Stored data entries
:::
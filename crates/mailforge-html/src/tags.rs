//! Tag tree over the scanner's token stream
//!
//! Records where every element's start tag sits in the source, its
//! attributes and its place among its parent's children, so selectors can
//! be matched without building a DOM. Edits are spliced into the original
//! text; everything not edited is written back byte for byte, which keeps
//! doctypes, conditional comments and template tokens as written.

use std::ops::Range;

use mailforge_css::MatchElement;

use crate::scanner::{Scanner, Token};

#[derive(Debug)]
struct RawAttribute {
    name: String,
    /// Whole `name=value` text
    span: Range<usize>,
    /// Value text, inside the quotes when quoted
    value: Option<Range<usize>>,
}

#[derive(Debug)]
struct TagNode {
    name: String,
    /// Start tag text
    tag: Range<usize>,
    /// End of the name inside the start tag
    name_end: usize,
    attributes: Vec<RawAttribute>,
    parent: Option<usize>,
    prev_sibling: Option<usize>,
    /// Start tag through end tag, once the end tag is seen
    outer: Option<Range<usize>>,
    /// Between the start and end tags
    inner: Option<Range<usize>>,
}

/// Element positions of a markup string
pub struct TagTree<'a> {
    source: &'a str,
    nodes: Vec<TagNode>,
    edits: Vec<(Range<usize>, String)>,
}

impl<'a> TagTree<'a> {
    pub fn parse(source: &'a str) -> Self {
        let mut nodes: Vec<TagNode> = Vec::new();
        // Open elements with the last element child seen inside each
        let mut stack: Vec<(usize, Option<usize>)> = Vec::new();
        let mut last_top: Option<usize> = None;
        let mut scanner = Scanner::new(source);

        loop {
            let start = scanner.offset();
            let Some(token) = scanner.next() else {
                break;
            };
            let Token::Tag(tag) = token else {
                continue;
            };
            if tag.name.is_empty() || tag.name.starts_with('!') || tag.name.starts_with('?') {
                continue;
            }
            let end = start + tag.raw.len();

            if tag.closing {
                let Some(depth) = stack.iter().rposition(|(i, _)| nodes[*i].name == tag.name) else {
                    continue;
                };
                for (index, _) in stack.drain(depth..) {
                    let node = &mut nodes[index];
                    if node.name == tag.name {
                        node.outer = Some(node.tag.start..end);
                        node.inner = Some(node.tag.end..start);
                    }
                }
                continue;
            }

            let index = nodes.len();
            let (parent, prev_sibling) = match stack.last_mut() {
                Some((parent, last_child)) => (Some(*parent), last_child.replace(index)),
                None => (None, last_top.replace(index)),
            };
            let (name_end, attributes) = scan_attributes(source, start..end);
            nodes.push(TagNode {
                name: tag.name.clone(),
                tag: start..end,
                name_end,
                attributes,
                parent,
                prev_sibling,
                outer: None,
                inner: None,
            });
            if !tag.is_void() {
                stack.push((index, None));
            }
        }

        Self {
            source,
            nodes,
            edits: Vec::new(),
        }
    }

    pub fn len(&self) -> usize {
        self.nodes.len()
    }

    pub fn is_empty(&self) -> bool {
        self.nodes.is_empty()
    }

    pub fn element(&self, index: usize) -> TagElement<'_, 'a> {
        TagElement { tree: self, index }
    }

    /// Elements in document order
    pub fn elements(&self) -> impl Iterator<Item = TagElement<'_, 'a>> {
        (0..self.nodes.len()).map(move |index| self.element(index))
    }

    /// Set or replace an attribute of the element at `index`
    pub fn set_attribute(&mut self, index: usize, name: &str, value: &str) {
        let node = &self.nodes[index];
        let escaped = escape_attribute(value);
        let edit = match node.attributes.iter().find(|a| a.name == name) {
            Some(existing) => (existing.span.clone(), format!("{}=\"{}\"", name, escaped)),
            None => {
                let at = node.attributes.last().map(|a| a.span.end).unwrap_or(node.name_end);
                (at..at, format!(" {}=\"{}\"", name, escaped))
            }
        };
        self.edits.push(edit);
    }

    /// Remove the element at `index` with everything up to its end tag
    pub fn remove(&mut self, index: usize) {
        let node = &self.nodes[index];
        let range = node.outer.clone().unwrap_or_else(|| node.tag.clone());
        self.edits.push((range, String::new()));
    }

    /// Source with every edit applied
    pub fn to_html(&self) -> String {
        let mut edits: Vec<&(Range<usize>, String)> = self.edits.iter().collect();
        edits.sort_by_key(|(range, _)| (range.start, range.end));

        let mut out = String::with_capacity(self.source.len());
        let mut cursor = 0;
        for (range, text) in edits {
            // Edits inside a removed element
            if range.start < cursor {
                continue;
            }
            out.push_str(&self.source[cursor..range.start]);
            out.push_str(text);
            cursor = range.end;
        }
        out.push_str(&self.source[cursor..]);
        out
    }
}

/// Element handle used for selector matching
#[derive(Clone, Copy)]
pub struct TagElement<'t, 'a> {
    tree: &'t TagTree<'a>,
    index: usize,
}

impl<'t, 'a> TagElement<'t, 'a> {
    fn node(&self) -> &'t TagNode {
        &self.tree.nodes[self.index]
    }

    pub fn index(&self) -> usize {
        self.index
    }

    pub fn name(&self) -> &'t str {
        &self.node().name
    }

    /// Attribute value with character references decoded
    pub fn get_attribute(&self, name: &str) -> Option<String> {
        let attribute = self.node().attributes.iter().find(|a| a.name == name)?;
        Some(match &attribute.value {
            Some(range) => unescape_attribute(&self.tree.source[range.clone()]),
            None => String::new(),
        })
    }

    /// Content between the start and end tags
    pub fn inner(&self) -> &'a str {
        match &self.node().inner {
            Some(range) => &self.tree.source[range.clone()],
            None => "",
        }
    }

    /// True when some ancestor is named `name`
    pub fn has_ancestor(&self, name: &str) -> bool {
        let mut current = self.parent_element();
        while let Some(element) = current {
            if element.name() == name {
                return true;
            }
            current = element.parent_element();
        }
        false
    }
}

impl MatchElement for TagElement<'_, '_> {
    fn local_name(&self) -> String {
        self.node().name.clone()
    }

    fn attr(&self, name: &str) -> Option<String> {
        self.get_attribute(name)
    }

    fn parent_element(&self) -> Option<Self> {
        self.node().parent.map(|index| self.tree.element(index))
    }

    fn prev_sibling_element(&self) -> Option<Self> {
        self.node().prev_sibling.map(|index| self.tree.element(index))
    }
}

/// Attributes of the start tag at `tag`, with the end of the tag name
fn scan_attributes(source: &str, tag: Range<usize>) -> (usize, Vec<RawAttribute>) {
    let bytes = source.as_bytes();
    let end = tag.end;
    let mut i = tag.start + 1;
    while i < end && !is_name_end(bytes[i]) {
        i += 1;
    }
    let name_end = i;

    let mut attributes = Vec::new();
    loop {
        while i < end && (bytes[i].is_ascii_whitespace() || bytes[i] == b'/') {
            i += 1;
        }
        if i >= end || bytes[i] == b'>' {
            break;
        }

        let start = i;
        while i < end && !is_name_end(bytes[i]) && bytes[i] != b'=' {
            i += 1;
        }
        let name = source[start..i].to_ascii_lowercase();
        if name.is_empty() {
            i += 1;
            continue;
        }

        let mut j = i;
        while j < end && bytes[j].is_ascii_whitespace() {
            j += 1;
        }
        let mut value = None;
        if j < end && bytes[j] == b'=' {
            j += 1;
            while j < end && bytes[j].is_ascii_whitespace() {
                j += 1;
            }
            if j < end && (bytes[j] == b'"' || bytes[j] == b'\'') {
                let quote = bytes[j];
                let value_start = j + 1;
                let mut k = value_start;
                while k < end && bytes[k] != quote {
                    k += 1;
                }
                value = Some(value_start..k);
                i = (k + 1).min(end);
            } else {
                let value_start = j;
                while j < end && !bytes[j].is_ascii_whitespace() && bytes[j] != b'>' {
                    j += 1;
                }
                value = Some(value_start..j);
                i = j;
            }
        }

        attributes.push(RawAttribute {
            name,
            span: start..i,
            value,
        });
    }

    (name_end, attributes)
}

fn is_name_end(b: u8) -> bool {
    b.is_ascii_whitespace() || b == b'>' || b == b'/'
}

fn escape_attribute(value: &str) -> String {
    value.replace('&', "&amp;").replace('"', "&quot;")
}

fn unescape_attribute(value: &str) -> String {
    if !value.contains('&') {
        return value.to_string();
    }
    value
        .replace("&quot;", "\"")
        .replace("&#39;", "'")
        .replace("&lt;", "<")
        .replace("&gt;", ">")
        .replace("&amp;", "&")
}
:::
» Exercise aim
Copy all lines from the entries that contain the word "impl".

» Reply to the task
impl<'a> TagTree<'a> {
    pub fn elements(&self) -> impl Iterator<Item = TagElement<'_, 'a>> {
impl<'t, 'a> TagElement<'t, 'a> {
impl MatchElement for TagElement<'_, '_> {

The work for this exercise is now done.